BEGIN Data extract
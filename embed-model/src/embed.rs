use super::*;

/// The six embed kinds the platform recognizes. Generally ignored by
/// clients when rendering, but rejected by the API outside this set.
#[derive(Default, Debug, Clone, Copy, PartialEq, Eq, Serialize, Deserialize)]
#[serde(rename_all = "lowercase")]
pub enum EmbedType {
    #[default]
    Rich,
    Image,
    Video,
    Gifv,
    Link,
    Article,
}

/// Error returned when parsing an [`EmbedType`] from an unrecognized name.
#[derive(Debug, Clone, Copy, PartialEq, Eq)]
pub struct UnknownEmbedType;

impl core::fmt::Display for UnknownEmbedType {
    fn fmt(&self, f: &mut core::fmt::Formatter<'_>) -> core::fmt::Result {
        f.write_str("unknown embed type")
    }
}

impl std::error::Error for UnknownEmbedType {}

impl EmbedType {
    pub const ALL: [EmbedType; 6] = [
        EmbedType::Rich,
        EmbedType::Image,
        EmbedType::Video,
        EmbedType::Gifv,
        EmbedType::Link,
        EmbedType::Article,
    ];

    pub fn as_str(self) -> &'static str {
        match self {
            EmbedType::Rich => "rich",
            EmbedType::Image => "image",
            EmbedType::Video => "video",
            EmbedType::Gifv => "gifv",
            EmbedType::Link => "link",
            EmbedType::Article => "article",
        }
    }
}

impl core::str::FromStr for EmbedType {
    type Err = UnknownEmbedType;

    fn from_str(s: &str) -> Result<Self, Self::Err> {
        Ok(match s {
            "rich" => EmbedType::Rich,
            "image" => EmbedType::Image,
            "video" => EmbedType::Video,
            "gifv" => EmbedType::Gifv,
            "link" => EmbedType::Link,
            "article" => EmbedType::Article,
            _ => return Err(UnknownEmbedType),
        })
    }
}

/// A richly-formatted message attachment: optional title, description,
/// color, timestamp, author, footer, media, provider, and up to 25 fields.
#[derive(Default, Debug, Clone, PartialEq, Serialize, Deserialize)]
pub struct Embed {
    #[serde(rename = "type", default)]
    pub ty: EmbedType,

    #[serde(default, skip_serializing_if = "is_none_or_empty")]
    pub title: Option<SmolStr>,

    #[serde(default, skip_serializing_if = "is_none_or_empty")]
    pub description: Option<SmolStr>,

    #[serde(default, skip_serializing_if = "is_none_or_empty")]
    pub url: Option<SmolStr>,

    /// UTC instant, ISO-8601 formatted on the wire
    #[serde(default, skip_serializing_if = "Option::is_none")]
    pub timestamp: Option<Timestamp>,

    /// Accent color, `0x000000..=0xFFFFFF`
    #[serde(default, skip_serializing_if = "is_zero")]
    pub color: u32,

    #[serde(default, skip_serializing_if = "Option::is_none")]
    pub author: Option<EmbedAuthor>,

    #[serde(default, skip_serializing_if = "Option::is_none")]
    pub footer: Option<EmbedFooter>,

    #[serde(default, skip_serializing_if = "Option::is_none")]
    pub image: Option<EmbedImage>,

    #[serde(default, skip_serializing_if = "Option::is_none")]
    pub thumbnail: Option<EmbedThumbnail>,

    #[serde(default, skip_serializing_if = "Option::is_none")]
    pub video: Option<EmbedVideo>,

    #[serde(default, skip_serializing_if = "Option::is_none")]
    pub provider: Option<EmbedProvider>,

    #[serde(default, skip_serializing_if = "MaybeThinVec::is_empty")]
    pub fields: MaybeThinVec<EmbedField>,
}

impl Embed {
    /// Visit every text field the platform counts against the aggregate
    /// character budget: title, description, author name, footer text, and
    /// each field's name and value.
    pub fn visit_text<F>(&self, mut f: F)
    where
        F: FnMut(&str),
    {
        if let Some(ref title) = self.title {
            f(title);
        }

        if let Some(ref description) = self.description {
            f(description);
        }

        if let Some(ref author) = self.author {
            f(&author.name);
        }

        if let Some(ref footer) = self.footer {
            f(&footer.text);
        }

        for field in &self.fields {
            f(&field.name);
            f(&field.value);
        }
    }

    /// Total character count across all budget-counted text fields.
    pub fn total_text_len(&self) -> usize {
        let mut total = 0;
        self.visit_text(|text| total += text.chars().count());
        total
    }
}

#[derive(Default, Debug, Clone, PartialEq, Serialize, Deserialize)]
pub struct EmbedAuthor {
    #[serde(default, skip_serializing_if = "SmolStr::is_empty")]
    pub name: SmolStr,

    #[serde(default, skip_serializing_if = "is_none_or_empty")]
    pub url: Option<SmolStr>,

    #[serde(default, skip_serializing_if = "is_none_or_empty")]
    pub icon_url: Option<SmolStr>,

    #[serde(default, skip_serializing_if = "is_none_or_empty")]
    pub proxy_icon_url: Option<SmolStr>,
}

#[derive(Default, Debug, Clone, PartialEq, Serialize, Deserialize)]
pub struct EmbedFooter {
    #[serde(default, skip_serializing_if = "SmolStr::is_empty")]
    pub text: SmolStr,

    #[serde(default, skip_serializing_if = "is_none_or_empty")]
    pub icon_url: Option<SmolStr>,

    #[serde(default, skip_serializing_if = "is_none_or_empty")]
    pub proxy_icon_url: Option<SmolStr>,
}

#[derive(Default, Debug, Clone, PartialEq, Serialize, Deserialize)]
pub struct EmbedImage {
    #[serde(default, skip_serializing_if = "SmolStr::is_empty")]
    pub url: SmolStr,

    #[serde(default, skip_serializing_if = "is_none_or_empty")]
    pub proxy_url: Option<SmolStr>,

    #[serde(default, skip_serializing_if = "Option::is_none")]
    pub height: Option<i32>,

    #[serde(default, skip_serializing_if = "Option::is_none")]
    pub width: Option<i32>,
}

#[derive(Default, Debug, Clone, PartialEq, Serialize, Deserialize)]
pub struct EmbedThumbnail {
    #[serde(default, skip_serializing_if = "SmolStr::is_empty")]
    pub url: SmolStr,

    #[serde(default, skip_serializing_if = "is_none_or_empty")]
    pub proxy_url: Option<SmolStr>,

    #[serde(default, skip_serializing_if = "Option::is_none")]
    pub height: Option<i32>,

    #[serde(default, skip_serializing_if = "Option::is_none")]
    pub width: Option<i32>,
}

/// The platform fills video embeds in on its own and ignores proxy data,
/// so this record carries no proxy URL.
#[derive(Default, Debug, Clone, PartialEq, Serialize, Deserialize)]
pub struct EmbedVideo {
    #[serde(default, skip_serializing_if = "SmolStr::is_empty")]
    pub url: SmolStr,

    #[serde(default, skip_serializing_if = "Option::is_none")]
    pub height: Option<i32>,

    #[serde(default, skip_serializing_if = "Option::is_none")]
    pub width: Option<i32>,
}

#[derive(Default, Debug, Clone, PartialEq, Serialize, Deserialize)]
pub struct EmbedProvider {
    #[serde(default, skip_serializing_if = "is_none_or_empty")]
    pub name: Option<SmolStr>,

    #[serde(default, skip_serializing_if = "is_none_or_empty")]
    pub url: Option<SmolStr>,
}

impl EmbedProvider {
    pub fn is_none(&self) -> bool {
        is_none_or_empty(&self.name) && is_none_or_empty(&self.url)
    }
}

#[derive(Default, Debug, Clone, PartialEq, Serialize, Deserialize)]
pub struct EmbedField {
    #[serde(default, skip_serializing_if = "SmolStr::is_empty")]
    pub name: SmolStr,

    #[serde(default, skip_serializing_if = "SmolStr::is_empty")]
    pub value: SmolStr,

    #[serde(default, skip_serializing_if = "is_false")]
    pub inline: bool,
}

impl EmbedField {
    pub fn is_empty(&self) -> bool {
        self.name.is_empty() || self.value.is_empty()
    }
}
END Data extract
BEGIN Data extract
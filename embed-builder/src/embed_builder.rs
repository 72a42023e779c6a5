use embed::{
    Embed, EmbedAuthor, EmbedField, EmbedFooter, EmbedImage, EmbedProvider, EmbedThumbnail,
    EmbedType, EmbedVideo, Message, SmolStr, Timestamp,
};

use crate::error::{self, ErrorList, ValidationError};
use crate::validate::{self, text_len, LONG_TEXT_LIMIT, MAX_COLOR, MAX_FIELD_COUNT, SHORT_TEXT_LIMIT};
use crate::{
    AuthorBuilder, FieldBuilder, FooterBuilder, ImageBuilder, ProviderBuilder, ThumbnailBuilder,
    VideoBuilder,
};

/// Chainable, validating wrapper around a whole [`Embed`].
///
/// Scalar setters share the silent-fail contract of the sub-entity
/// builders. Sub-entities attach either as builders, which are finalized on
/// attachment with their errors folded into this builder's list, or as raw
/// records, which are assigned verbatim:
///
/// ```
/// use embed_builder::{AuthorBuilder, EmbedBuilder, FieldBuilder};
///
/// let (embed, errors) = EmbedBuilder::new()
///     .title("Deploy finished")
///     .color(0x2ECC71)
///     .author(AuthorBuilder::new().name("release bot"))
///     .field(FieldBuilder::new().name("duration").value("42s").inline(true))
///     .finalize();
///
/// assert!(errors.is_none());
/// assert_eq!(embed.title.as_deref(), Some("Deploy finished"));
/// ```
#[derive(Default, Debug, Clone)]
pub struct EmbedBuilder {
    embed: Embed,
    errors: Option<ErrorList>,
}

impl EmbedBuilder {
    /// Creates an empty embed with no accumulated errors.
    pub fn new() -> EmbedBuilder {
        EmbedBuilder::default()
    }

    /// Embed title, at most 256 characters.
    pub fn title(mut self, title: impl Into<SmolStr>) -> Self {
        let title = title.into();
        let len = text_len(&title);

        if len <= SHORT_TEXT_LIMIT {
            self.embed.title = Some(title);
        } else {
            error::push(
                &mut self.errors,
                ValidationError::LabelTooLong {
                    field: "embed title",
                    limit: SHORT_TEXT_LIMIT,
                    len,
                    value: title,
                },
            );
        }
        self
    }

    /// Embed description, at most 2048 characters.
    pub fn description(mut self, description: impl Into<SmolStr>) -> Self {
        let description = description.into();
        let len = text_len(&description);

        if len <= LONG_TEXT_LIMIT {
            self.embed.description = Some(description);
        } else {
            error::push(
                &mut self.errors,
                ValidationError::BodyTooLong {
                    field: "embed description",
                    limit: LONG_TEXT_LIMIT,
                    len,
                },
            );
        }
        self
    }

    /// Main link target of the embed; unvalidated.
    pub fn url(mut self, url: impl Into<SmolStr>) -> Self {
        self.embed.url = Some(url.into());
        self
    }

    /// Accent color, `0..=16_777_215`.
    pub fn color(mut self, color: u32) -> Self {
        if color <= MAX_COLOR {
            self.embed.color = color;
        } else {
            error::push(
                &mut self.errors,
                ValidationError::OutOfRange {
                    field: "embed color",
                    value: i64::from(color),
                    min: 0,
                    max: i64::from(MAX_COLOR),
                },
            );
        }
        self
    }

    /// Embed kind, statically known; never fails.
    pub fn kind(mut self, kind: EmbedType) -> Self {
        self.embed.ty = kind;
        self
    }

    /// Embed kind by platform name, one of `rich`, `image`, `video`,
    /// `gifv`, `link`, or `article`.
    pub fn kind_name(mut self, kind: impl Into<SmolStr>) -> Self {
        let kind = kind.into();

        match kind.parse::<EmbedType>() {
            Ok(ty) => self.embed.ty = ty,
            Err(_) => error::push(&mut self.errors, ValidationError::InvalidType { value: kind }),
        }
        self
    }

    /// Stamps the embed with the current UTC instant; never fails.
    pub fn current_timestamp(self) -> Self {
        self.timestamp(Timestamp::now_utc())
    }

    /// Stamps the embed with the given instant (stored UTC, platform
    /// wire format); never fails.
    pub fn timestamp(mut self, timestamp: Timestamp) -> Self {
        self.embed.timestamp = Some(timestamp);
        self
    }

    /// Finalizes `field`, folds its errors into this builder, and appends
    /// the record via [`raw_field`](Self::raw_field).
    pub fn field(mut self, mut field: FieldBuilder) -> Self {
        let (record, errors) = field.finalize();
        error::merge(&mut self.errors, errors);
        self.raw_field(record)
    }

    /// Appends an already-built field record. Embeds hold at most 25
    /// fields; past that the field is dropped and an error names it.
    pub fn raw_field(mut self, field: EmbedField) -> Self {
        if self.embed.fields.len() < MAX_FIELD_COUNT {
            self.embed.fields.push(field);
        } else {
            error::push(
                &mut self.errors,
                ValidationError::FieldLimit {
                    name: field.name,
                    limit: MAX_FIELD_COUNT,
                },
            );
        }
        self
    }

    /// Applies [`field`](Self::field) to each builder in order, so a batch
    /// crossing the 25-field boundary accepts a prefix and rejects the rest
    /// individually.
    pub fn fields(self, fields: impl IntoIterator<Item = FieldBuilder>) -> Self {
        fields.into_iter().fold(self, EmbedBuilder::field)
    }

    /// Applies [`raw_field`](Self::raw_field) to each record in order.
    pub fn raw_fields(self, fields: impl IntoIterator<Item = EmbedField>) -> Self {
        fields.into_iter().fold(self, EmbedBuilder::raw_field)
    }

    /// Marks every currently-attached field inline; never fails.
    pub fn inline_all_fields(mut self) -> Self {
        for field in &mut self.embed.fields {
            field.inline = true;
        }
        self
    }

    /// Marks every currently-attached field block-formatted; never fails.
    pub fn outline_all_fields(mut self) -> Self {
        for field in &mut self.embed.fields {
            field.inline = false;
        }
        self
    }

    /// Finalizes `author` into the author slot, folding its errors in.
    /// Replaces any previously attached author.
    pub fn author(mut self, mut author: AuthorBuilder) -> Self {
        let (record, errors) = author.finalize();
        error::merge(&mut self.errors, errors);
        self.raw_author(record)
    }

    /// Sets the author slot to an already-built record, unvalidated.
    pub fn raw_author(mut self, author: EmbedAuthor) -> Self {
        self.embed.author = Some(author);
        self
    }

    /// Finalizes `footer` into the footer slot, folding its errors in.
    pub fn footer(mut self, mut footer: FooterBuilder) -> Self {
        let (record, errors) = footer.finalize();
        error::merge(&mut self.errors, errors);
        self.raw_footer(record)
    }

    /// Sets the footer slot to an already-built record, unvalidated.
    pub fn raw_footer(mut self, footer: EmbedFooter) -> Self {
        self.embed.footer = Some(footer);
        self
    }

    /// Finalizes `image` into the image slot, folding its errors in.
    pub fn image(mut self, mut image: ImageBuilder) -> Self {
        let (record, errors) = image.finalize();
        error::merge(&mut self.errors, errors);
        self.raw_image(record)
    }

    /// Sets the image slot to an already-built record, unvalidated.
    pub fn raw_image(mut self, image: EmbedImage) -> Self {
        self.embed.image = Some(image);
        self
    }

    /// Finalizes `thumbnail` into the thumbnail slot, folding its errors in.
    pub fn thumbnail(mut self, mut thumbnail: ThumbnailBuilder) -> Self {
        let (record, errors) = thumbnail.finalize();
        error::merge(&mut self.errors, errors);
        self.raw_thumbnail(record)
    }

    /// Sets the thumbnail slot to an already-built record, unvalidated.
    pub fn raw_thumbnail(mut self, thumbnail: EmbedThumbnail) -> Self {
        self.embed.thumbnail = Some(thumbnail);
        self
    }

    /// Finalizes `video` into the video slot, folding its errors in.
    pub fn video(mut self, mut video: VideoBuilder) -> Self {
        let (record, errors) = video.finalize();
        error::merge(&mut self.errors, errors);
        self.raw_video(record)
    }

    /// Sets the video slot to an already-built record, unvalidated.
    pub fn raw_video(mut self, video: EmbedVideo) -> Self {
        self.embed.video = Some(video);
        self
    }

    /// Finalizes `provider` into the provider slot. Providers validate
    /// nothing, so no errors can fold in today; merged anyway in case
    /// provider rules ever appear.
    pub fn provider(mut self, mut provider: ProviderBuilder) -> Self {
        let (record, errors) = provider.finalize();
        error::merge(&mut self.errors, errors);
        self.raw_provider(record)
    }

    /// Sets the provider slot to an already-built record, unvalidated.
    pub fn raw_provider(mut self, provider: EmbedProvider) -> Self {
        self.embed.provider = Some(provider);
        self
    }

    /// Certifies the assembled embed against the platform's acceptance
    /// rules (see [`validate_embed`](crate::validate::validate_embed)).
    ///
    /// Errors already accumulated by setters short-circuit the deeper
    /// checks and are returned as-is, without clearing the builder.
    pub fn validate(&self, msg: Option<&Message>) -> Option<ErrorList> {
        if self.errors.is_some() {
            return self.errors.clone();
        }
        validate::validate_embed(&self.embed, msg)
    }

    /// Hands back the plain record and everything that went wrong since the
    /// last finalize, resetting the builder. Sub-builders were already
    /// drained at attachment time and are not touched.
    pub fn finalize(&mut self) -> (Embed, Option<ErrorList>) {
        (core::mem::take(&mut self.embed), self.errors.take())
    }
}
END Data extract
◆ **What you should do**
Among the entries, how many lines contain the word "never"? Give the number alone.

◆ **Response to the task**
5